Output the full listing exactly.
───
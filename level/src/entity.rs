use std::collections::HashMap;
use std::fmt;
use std::sync::{Arc, Weak};

use tilepack_codec::{DecodeError, Fields, FinalizeContext, Record, Value, ValueMap};

use crate::map::{Map, MapData};

/// Registered name of [`Entity`].
pub const ENTITY_TYPE: &str = "Entity";

/// Entity fields that never reach the wire.
pub const ENTITY_EXCLUDED: &[&str] = &["script", "map"];

/// Per-entity game logic.
///
/// Behaviors are looked up by name in a [`Behaviors`] catalog when an
/// entity is decoded. Both hooks default to doing nothing.
pub trait Behavior: Send + Sync {
    fn update(&self, _entity: &Entity) {}

    fn on_message(&self, _entity: &Entity, _sender: &Entity, _name: &str, _arg: &Value) {}
}

/// Named behaviors available to decoded entities.
///
/// Insert into the type registry as a resource; without it, decoded
/// entities keep their script name but have no behavior attached.
#[derive(Default)]
pub struct Behaviors {
    by_name: HashMap<String, Arc<dyn Behavior>>,
}

impl Behaviors {
    pub fn new() -> Self {
        Self::default()
    }

    pub fn insert(&mut self, name: impl Into<String>, behavior: impl Behavior + 'static) -> &mut Self {
        self.by_name.insert(name.into(), Arc::new(behavior));
        self
    }

    pub fn get(&self, name: &str) -> Option<Arc<dyn Behavior>> {
        self.by_name.get(name).cloned()
    }

    pub fn names(&self) -> impl Iterator<Item = &str> {
        self.by_name.keys().map(String::as_str)
    }
}

impl fmt::Debug for Behaviors {
    fn fmt(&self, f: &mut fmt::Formatter<'_>) -> fmt::Result {
        f.debug_set().entries(self.by_name.keys()).finish()
    }
}

/// A scripted object placed on a map.
///
/// `script` and `map` are rebuilt on decode: `script` from `script_name`
/// in [`Record::finalize`], `map` by the owning [`Map`] once it exists.
#[derive(Fields, Clone, Default)]
pub struct Entity {
    name: String,
    #[field(transient)]
    script: Option<Arc<dyn Behavior>>,
    script_name: String,
    attributes: ValueMap,
    #[field(transient)]
    map: Weak<MapData>,
}

impl Entity {
    /// A detached entity. An empty `script_name` means no behavior.
    pub fn new(name: impl Into<String>, script_name: impl Into<String>, attributes: ValueMap) -> Self {
        Self {
            name: name.into(),
            script: None,
            script_name: script_name.into(),
            attributes,
            map: Weak::new(),
        }
    }

    pub fn name(&self) -> &str {
        &self.name
    }

    pub fn script_name(&self) -> &str {
        &self.script_name
    }

    pub fn script(&self) -> Option<&Arc<dyn Behavior>> {
        self.script.as_ref()
    }

    /// Resolve `script_name` against `behaviors`.
    ///
    /// Returns `false` and leaves the entity unscripted if the name is not
    /// in the catalog.
    pub fn attach_script(&mut self, behaviors: &Behaviors) -> bool {
        self.script = behaviors.get(&self.script_name);
        self.script.is_some()
    }

    pub fn attributes(&self) -> &ValueMap {
        &self.attributes
    }

    pub fn attributes_mut(&mut self) -> &mut ValueMap {
        &mut self.attributes
    }

    /// The map this entity belongs to, if it is still alive.
    pub fn map(&self) -> Option<Map> {
        self.map.upgrade().map(Map::from_data)
    }

    pub(crate) fn set_map(&mut self, map: Weak<MapData>) {
        self.map = map;
    }

    pub fn update(&self) {
        if let Some(script) = &self.script {
            script.update(self);
        }
    }

    pub fn on_message(&self, sender: &Entity, name: &str, arg: &Value) {
        if let Some(script) = &self.script {
            script.on_message(self, sender, name, arg);
        }
    }

    /// Deliver a message to every entity on the same map named `target`.
    /// Returns how many entities received it.
    pub fn send_message(&self, target: &str, name: &str, arg: &Value) -> usize {
        let Some(map) = self.map() else {
            log::debug!("Entity '{}' is not on a map, message '{name}' dropped", self.name);
            return 0;
        };
        let mut delivered = 0;
        for entity in map.entities().iter().filter(|e| e.name == target) {
            entity.on_message(self, name, arg);
            delivered += 1;
        }
        delivered
    }
}

impl Record for Entity {
    fn finalize(&mut self, ctx: &FinalizeContext<'_>) -> Result<(), DecodeError> {
        let Some(behaviors) = ctx.resource::<Behaviors>() else {
            return Ok(());
        };
        if self.script_name.is_empty() {
            return Ok(());
        }
        if !self.attach_script(behaviors) {
            return Err(ctx.error(format!(
                "entity '{}' uses unknown behavior '{}'",
                self.name, self.script_name
            )));
        }
        Ok(())
    }
}

/// Compares persisted state only. Scripts and map membership are ignored.
impl PartialEq for Entity {
    fn eq(&self, other: &Self) -> bool {
        self.name == other.name
            && self.script_name == other.script_name
            && self.attributes == other.attributes
    }
}

impl fmt::Debug for Entity {
    fn fmt(&self, f: &mut fmt::Formatter<'_>) -> fmt::Result {
        f.debug_struct("Entity")
            .field("name", &self.name)
            .field("script_name", &self.script_name)
            .field("scripted", &self.script.is_some())
            .field("attributes", &self.attributes)
            .field("on_map", &(self.map.strong_count() > 0))
            .finish()
    }
}

#[cfg(test)]
mod tests {
    use super::*;
    use std::sync::atomic::{AtomicUsize, Ordering};
    use tilepack_codec::{RegistryBuilder, TypeRegistry};

    struct Counter(Arc<AtomicUsize>);

    impl Behavior for Counter {
        fn update(&self, _entity: &Entity) {
            self.0.fetch_add(1, Ordering::SeqCst);
        }
    }

    fn goblin() -> Entity {
        let mut attributes = ValueMap::new();
        attributes.insert("hp", 12);
        attributes.insert("loot", Value::List(vec!["gold".into()]));
        Entity::new("goblin", "wander", attributes)
    }

    fn registry(behaviors: Option<Behaviors>) -> TypeRegistry {
        let mut builder = RegistryBuilder::new();
        builder
            .register_record::<Entity>(ENTITY_TYPE, ENTITY_EXCLUDED)
            .unwrap();
        if let Some(behaviors) = behaviors {
            builder.insert_resource(behaviors);
        }
        builder.build()
    }

    #[test]
    fn transient_fields_must_be_excluded() {
        let mut builder = RegistryBuilder::new();
        assert!(builder.register_record::<Entity>(ENTITY_TYPE, &["map"]).is_err());
    }

    #[test]
    fn wire_carries_three_fields() {
        let registry = registry(None);
        let bytes = registry.serialize(&Value::record(goblin())).unwrap();
        assert!(bytes.starts_with(b"OsI\x06EntityDI\x03sI\x04name"));
    }

    #[test]
    fn finalize_resolves_script() {
        let count = Arc::new(AtomicUsize::new(0));
        let mut behaviors = Behaviors::new();
        behaviors.insert("wander", Counter(count.clone()));
        let registry = registry(Some(behaviors));

        let bytes = registry.serialize(&Value::record(goblin())).unwrap();
        let (value, _) = registry.deserialize(&bytes, 0).unwrap();
        let entity = value.into_object::<Entity>().unwrap();

        assert_eq!(entity, goblin());
        assert!(entity.script().is_some());
        entity.update();
        assert_eq!(count.load(Ordering::SeqCst), 1);
    }

    #[test]
    fn unknown_script_fails_finalize() {
        let registry = registry(Some(Behaviors::new()));
        let bytes = registry.serialize(&Value::record(goblin())).unwrap();
        assert!(matches!(
            registry.deserialize(&bytes, 0),
            Err(DecodeError::Finalize { .. })
        ));
    }

    #[test]
    fn without_catalog_script_stays_unset() {
        let registry = registry(None);
        let bytes = registry.serialize(&Value::record(goblin())).unwrap();
        let entity = registry
            .deserialize(&bytes, 0)
            .unwrap()
            .0
            .into_object::<Entity>()
            .unwrap();
        assert!(entity.script().is_none());
        assert!(entity.map().is_none());
        assert_eq!(entity.send_message("goblin", "hello", &Value::Null), 0);
    }
}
───
▶ ANSWER TO THIS PROBLEM:
filename level/src/entity.rs
use std::collections::HashMap;
use std::fmt;
use std::sync::{Arc, Weak};

use tilepack_codec::{DecodeError, Fields, FinalizeContext, Record, Value, ValueMap};

use crate::map::{Map, MapData};

/// Registered name of [`Entity`].
pub const ENTITY_TYPE: &str = "Entity";

/// Entity fields that never reach the wire.
pub const ENTITY_EXCLUDED: &[&str] = &["script", "map"];

/// Per-entity game logic.
///
/// Behaviors are looked up by name in a [`Behaviors`] catalog when an
/// entity is decoded. Both hooks default to doing nothing.
pub trait Behavior: Send + Sync {
    fn update(&self, _entity: &Entity) {}

    fn on_message(&self, _entity: &Entity, _sender: &Entity, _name: &str, _arg: &Value) {}
}

/// Named behaviors available to decoded entities.
///
/// Insert into the type registry as a resource; without it, decoded
/// entities keep their script name but have no behavior attached.
#[derive(Default)]
pub struct Behaviors {
    by_name: HashMap<String, Arc<dyn Behavior>>,
}

impl Behaviors {
    pub fn new() -> Self {
        Self::default()
    }

    pub fn insert(&mut self, name: impl Into<String>, behavior: impl Behavior + 'static) -> &mut Self {
        self.by_name.insert(name.into(), Arc::new(behavior));
        self
    }

    pub fn get(&self, name: &str) -> Option<Arc<dyn Behavior>> {
        self.by_name.get(name).cloned()
    }

    pub fn names(&self) -> impl Iterator<Item = &str> {
        self.by_name.keys().map(String::as_str)
    }
}

impl fmt::Debug for Behaviors {
    fn fmt(&self, f: &mut fmt::Formatter<'_>) -> fmt::Result {
        f.debug_set().entries(self.by_name.keys()).finish()
    }
}

/// A scripted object placed on a map.
///
/// `script` and `map` are rebuilt on decode: `script` from `script_name`
/// in [`Record::finalize`], `map` by the owning [`Map`] once it exists.
#[derive(Fields, Clone, Default)]
pub struct Entity {
    name: String,
    #[field(transient)]
    script: Option<Arc<dyn Behavior>>,
    script_name: String,
    attributes: ValueMap,
    #[field(transient)]
    map: Weak<MapData>,
}

impl Entity {
    /// A detached entity. An empty `script_name` means no behavior.
    pub fn new(name: impl Into<String>, script_name: impl Into<String>, attributes: ValueMap) -> Self {
        Self {
            name: name.into(),
            script: None,
            script_name: script_name.into(),
            attributes,
            map: Weak::new(),
        }
    }

    pub fn name(&self) -> &str {
        &self.name
    }

    pub fn script_name(&self) -> &str {
        &self.script_name
    }

    pub fn script(&self) -> Option<&Arc<dyn Behavior>> {
        self.script.as_ref()
    }

    /// Resolve `script_name` against `behaviors`.
    ///
    /// Returns `false` and leaves the entity unscripted if the name is not
    /// in the catalog.
    pub fn attach_script(&mut self, behaviors: &Behaviors) -> bool {
        self.script = behaviors.get(&self.script_name);
        self.script.is_some()
    }

    pub fn attributes(&self) -> &ValueMap {
        &self.attributes
    }

    pub fn attributes_mut(&mut self) -> &mut ValueMap {
        &mut self.attributes
    }

    /// The map this entity belongs to, if it is still alive.
    pub fn map(&self) -> Option<Map> {
        self.map.upgrade().map(Map::from_data)
    }

    pub(crate) fn set_map(&mut self, map: Weak<MapData>) {
        self.map = map;
    }

    pub fn update(&self) {
        if let Some(script) = &self.script {
            script.update(self);
        }
    }

    pub fn on_message(&self, sender: &Entity, name: &str, arg: &Value) {
        if let Some(script) = &self.script {
            script.on_message(self, sender, name, arg);
        }
    }

    /// Deliver a message to every entity on the same map named `target`.
    /// Returns how many entities received it.
    pub fn send_message(&self, target: &str, name: &str, arg: &Value) -> usize {
        let Some(map) = self.map() else {
            log::debug!("Entity '{}' is not on a map, message '{name}' dropped", self.name);
            return 0;
        };
        let mut delivered = 0;
        for entity in map.entities().iter().filter(|e| e.name == target) {
            entity.on_message(self, name, arg);
            delivered += 1;
        }
        delivered
    }
}

impl Record for Entity {
    fn finalize(&mut self, ctx: &FinalizeContext<'_>) -> Result<(), DecodeError> {
        let Some(behaviors) = ctx.resource::<Behaviors>() else {
            return Ok(());
        };
        if self.script_name.is_empty() {
            return Ok(());
        }
        if !self.attach_script(behaviors) {
            return Err(ctx.error(format!(
                "entity '{}' uses unknown behavior '{}'",
                self.name, self.script_name
            )));
        }
        Ok(())
    }
}

/// Compares persisted state only. Scripts and map membership are ignored.
impl PartialEq for Entity {
    fn eq(&self, other: &Self) -> bool {
        self.name == other.name
            && self.script_name == other.script_name
            && self.attributes == other.attributes
    }
}

impl fmt::Debug for Entity {
    fn fmt(&self, f: &mut fmt::Formatter<'_>) -> fmt::Result {
        f.debug_struct("Entity")
            .field("name", &self.name)
            .field("script_name", &self.script_name)
            .field("scripted", &self.script.is_some())
            .field("attributes", &self.attributes)
            .field("on_map", &(self.map.strong_count() > 0))
            .finish()
    }
}

#[cfg(test)]
mod tests {
    use super::*;
    use std::sync::atomic::{AtomicUsize, Ordering};
    use tilepack_codec::{RegistryBuilder, TypeRegistry};

    struct Counter(Arc<AtomicUsize>);

    impl Behavior for Counter {
        fn update(&self, _entity: &Entity) {
            self.0.fetch_add(1, Ordering::SeqCst);
        }
    }

    fn goblin() -> Entity {
        let mut attributes = ValueMap::new();
        attributes.insert("hp", 12);
        attributes.insert("loot", Value::List(vec!["gold".into()]));
        Entity::new("goblin", "wander", attributes)
    }

    fn registry(behaviors: Option<Behaviors>) -> TypeRegistry {
        let mut builder = RegistryBuilder::new();
        builder
            .register_record::<Entity>(ENTITY_TYPE, ENTITY_EXCLUDED)
            .unwrap();
        if let Some(behaviors) = behaviors {
            builder.insert_resource(behaviors);
        }
        builder.build()
    }

    #[test]
    fn transient_fields_must_be_excluded() {
        let mut builder = RegistryBuilder::new();
        assert!(builder.register_record::<Entity>(ENTITY_TYPE, &["map"]).is_err());
    }

    #[test]
    fn wire_carries_three_fields() {
        let registry = registry(None);
        let bytes = registry.serialize(&Value::record(goblin())).unwrap();
        assert!(bytes.starts_with(b"OsI\x06EntityDI\x03sI\x04name"));
    }

    #[test]
    fn finalize_resolves_script() {
        let count = Arc::new(AtomicUsize::new(0));
        let mut behaviors = Behaviors::new();
        behaviors.insert("wander", Counter(count.clone()));
        let registry = registry(Some(behaviors));

        let bytes = registry.serialize(&Value::record(goblin())).unwrap();
        let (value, _) = registry.deserialize(&bytes, 0).unwrap();
        let entity = value.into_object::<Entity>().unwrap();

        assert_eq!(entity, goblin());
        assert!(entity.script().is_some());
        entity.update();
        assert_eq!(count.load(Ordering::SeqCst), 1);
    }

    #[test]
    fn unknown_script_fails_finalize() {
        let registry = registry(Some(Behaviors::new()));
        let bytes = registry.serialize(&Value::record(goblin())).unwrap();
        assert!(matches!(
            registry.deserialize(&bytes, 0),
            Err(DecodeError::Finalize { .. })
        ));
    }

    #[test]
    fn without_catalog_script_stays_unset() {
        let registry = registry(None);
        let bytes = registry.serialize(&Value::record(goblin())).unwrap();
        let entity = registry
            .deserialize(&bytes, 0)
            .unwrap()
            .0
            .into_object::<Entity>()
            .unwrap();
        assert!(entity.script().is_none());
        assert!(entity.map().is_none());
        assert_eq!(entity.send_message("goblin", "hello", &Value::Null), 0);
    }
}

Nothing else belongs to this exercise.